Los dedos de Hugh buscaron el pulso de Cassian. Se concentró, escuchándolo.
Y entonces se quedó helado.
Hugh frunció el ceño, volvió a tomarle el pulso como si no pudiera creer lo que estaba sintiendo y, al final, negó despacio con la cabeza.
—¿Pasa algo?
—No me equivoqué. Si acaso… está mejor de lo que debería.
Cassian arqueó una ceja.
—¿Mejor de lo que debería?
Hugh le soltó la muñeca y lo recorrió de arriba abajo, claramente desconcertado.
—¿Qué hiciste exactamente anoche y esta mañana? Tu pulso dice que la circulación va más fluida, que recuperaste fuerzas muchísimo más rápido… mucho más que ayer. Ningún tratamiento normal podría mejorarte así.
Cassian se quedó quieto un instante. No había hecho nada… salvo Elowen.
Tras una breve pausa, alzó la vista hacia Hugh.
—Hugh. ¿Sabes algo que yo no?
Hugh seguía pensando en el pulso y contestó sin darle muchas vueltas:
—¿Qué?
Cassian bajó la mirada hacia sus piernas; su voz salió baja.
—Parece que mi esposa sí era la cura, al final.
En la finca Baker, el anochecer cayó despacio y el patio se hundió en sombras.
Cuando Geoffrey terminó su trabajo, se encaminó hacia el patio de Clarisse, como solía hacer.
Una sirvienta lo detuvo afuera, con expresión fría.
—La señorita no se siente bien. Ya se retiró por esta noche. Hoy no va a recibir a nadie.
Su tono era rígido, poco amable.
Geoffrey lo entendió al instante: Clarisse lo estaba castigando.
Esa mañana, se le había ido la mirada hacia la Duquesa de Duskmoor demasiadas veces. Tras salir del Ala del Príncipe Heredero, incluso había tanteado con cautela, preguntando si debían volver a Sunspire Hill.
Clarisse aplastó la idea en el acto.
Así que regresó solo a su habitación. Pero esa hambre inquieta en su cuerpo se negaba a desaparecer.

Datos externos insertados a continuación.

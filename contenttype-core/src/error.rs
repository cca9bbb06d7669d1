// Error types for media type parsing and content negotiation

use thiserror::Error;

/// Every way parsing or negotiation can fail.
///
/// The set is closed and carries no payload so callers can compare errors
/// directly, e.g. to answer `406 Not Acceptable` on
/// [`Error::NoAcceptableTypeFound`] and `400 Bad Request` on the rest.
#[derive(Error, Debug, Clone, Copy, PartialEq, Eq, Hash)]
pub enum Error {
    #[error("invalid media type")]
    InvalidMediaType,

    #[error("invalid media range")]
    InvalidMediaRange,

    #[error("invalid parameter")]
    InvalidParameter,

    #[error("invalid weight")]
    InvalidWeight,

    #[error("no available type given")]
    NoAvailableTypeGiven,

    #[error("no acceptable type found")]
    NoAcceptableTypeFound,
}

pub type Result<T> = std::result::Result<T, Error>;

Intentó arreglárselas por su cuenta; aun así, hiciera lo que hiciera, la frustración no cedía… se le hacía peor.
Y cada vez que cerraba los ojos, el rostro de Elowen se le aparecía.
Aquel perfil pálido, impecable, se le había quedado grabado a fuego en la memoria.
Había oído que Cassian tenía poco interés en su esposa, y que incluso se había quedado mirando mientras otros la humillaban el día de la boda de Alaric.
Y Cassian vivía condenado a una silla de ruedas.